Como disse anteriormente, estamos empenhados em continuar a dotar o país de uma rede adequada de plataformas logísticas que ligue as redes ferroviária, rodoviária, os portos e as zonas industriais mais importantes. Além disso, temos o Programa de Valorização das Áreas Empresariais (PVAEI), que tem dado um bom contributo para facilitar o acesso a zonas industriais por todo o país, facilitando a entrada e saída das mercadorias e reduzindo os custos para as empresas que se instalam nestes locais. Este programa, que eu consideraria muito bem-sucedido, vai ter seguimento no PNI2030, com um PVAE II.

Alterações climáticas são prioridade

Também um problema importante e na ordem do dia são as alterações climáticas. O e-commerce e as entregas generalizadas B2C, embora populares, são considerados por muitos insustentáveis de um ponto de vista ambiental. O que lhe parece?
É claro que sim, as alterações climáticas são uma das preocupações mais importantes que temos no desenvolvimento das nossas políticas e na escolha das nossas prioridades. No que diz respeito às entregas, que no fundo se refletem na etapa final da cadeia, em que o produto chega à porta de casa do cliente em vez de chegar a uma loja onde o cliente teria de se deslocar, não é muito evidente que sejam mais insustentáveis do ponto de vista ambiental, se a alternativa for cada pessoa ter de se deslocar à loja para adquirir o produto. Não conhecendo estudos detalhados sobre o tema, parece-me que não é trivial determinar qual dos modelos é mais prejudicial ao ambiente. Em todo o caso, isso não altera os objectivos. No caso de estarmos a falar de um estafeta que faz uma entrega, se esse estafeta se puder deslocar num veículo eléctrico ou numa bicicleta de carga, com uma rota optimizada em tempo real por um algoritmo para reduzir a distância percorrida, estaremos a reduzir a pegada ecológica das entregas. Se for uma pessoa a deslocar-se a uma loja, queremos que essa deslocação seja, tendencialmente, feita em transporte colectivo, também reduzindo a pegada ecológica.

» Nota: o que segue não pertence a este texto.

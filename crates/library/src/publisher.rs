//! Artifact publishing.
//!
//! A book is stored as two objects sharing one book id:
//!
//! - the payload at `books/{user}/{book}`,
//! - the metadata record at `metadata/{user}/{book}`.
//!
//! The metadata record is written first. If the payload write then fails,
//! the record is removed again; should that cleanup fail too, the pair is
//! reported as [`BookState::Incomplete`] by [`Publisher::status()`].
//!
//! Only writes create the storage container. Lookups against a container
//! that does not exist yet simply find nothing.

use crate::error::{Error, ErrorKind, Result};
use exn::ResultExt;
use futures::TryStreamExt;
use serde::Serialize;
use souvenir_book::models::{
    AggregationResult, ArchiveSummary, BookArtifact, BookConfig, BookId, BookMetadata, METADATA_CONTENT_TYPE, Page,
    UserId,
};
use souvenir_book::PayloadRenderer;
use souvenir_storage::BackendHandle;
use souvenir_storage::error::{Error as StorageError, ErrorKind as StorageErrorKind};
use std::path::{Path, PathBuf};
use std::sync::Arc;
use time::OffsetDateTime;
use tokio::sync::OnceCell;
use tracing::instrument;

pub const BOOKS_PREFIX: &str = "books";
pub const METADATA_PREFIX: &str = "metadata";

fn unavailable(err: StorageError) -> Error {
    let reason = (*err).to_string();
    err.raise(ErrorKind::StorageUnavailable(reason))
}

fn not_found_or_unavailable(err: StorageError, book_id: &BookId) -> Error {
    if matches!(&*err, StorageErrorKind::NotFound(_)) {
        err.raise(ErrorKind::NotFound(book_id.to_string()))
    } else {
        unavailable(err)
    }
}

/// Everything the publisher needs besides the pages themselves.
#[derive(Debug, Clone)]
pub struct PublishRequest {
    pub book_id: BookId,
    pub user_id: UserId,
    pub config: BookConfig,
    pub archive: ArchiveSummary,
    pub messages: AggregationResult,
    pub created_at: OffsetDateTime,
}

/// Where a published book ended up.
#[derive(Debug, Clone, PartialEq, Eq, Serialize)]
#[serde(rename_all = "camelCase")]
pub struct ArtifactLocation {
    pub key: PathBuf,
    pub metadata_key: PathBuf,
    /// Backend-specific URL of the payload.
    pub url: String,
    pub content_hash: String,
}

#[derive(Debug, Clone, Copy, PartialEq, Eq, Serialize)]
#[serde(rename_all = "lowercase")]
pub enum BookState {
    /// The payload exists.
    Completed,
    /// A metadata record exists without its payload.
    Incomplete,
    Missing,
}

#[derive(Debug, Clone, PartialEq, Eq, Serialize)]
#[serde(rename_all = "camelCase")]
pub struct BookStatus {
    pub book_id: String,
    pub exists: bool,
    pub status: BookState,
    pub user_id: Option<String>,
}
impl BookStatus {
    fn new(book_id: &BookId, status: BookState, user_id: Option<String>) -> Self {
        Self {
            book_id: book_id.to_string(),
            exists: status == BookState::Completed,
            status,
            user_id,
        }
    }
}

O que é que está ou vai ser feito pelo Estado (directamente ou por intermédio de organismos internacionais / convenções) nos transportes (caso da IMO 2020), nas infraestruturas para minorar ou ajudar a combater as alterações climáticas?
Da nossa parte, há uma prioridade inequívoca ao transporte ferroviário, que é, sem sombra de dúvida, aquele que é mais sustentável do ponto de vista ambiental, e que se materializa nos projectos e planos de investimento que já foram referidos. Há também as iniciativas que já foram referidas em termos da rede de plataformas logísticas e da logística urbana que, em conjunto com incentivos à electrificação das frotas rodoviárias ou à transição para combustíveis alternativos, continuarão para a progressiva descarbonização do transporte.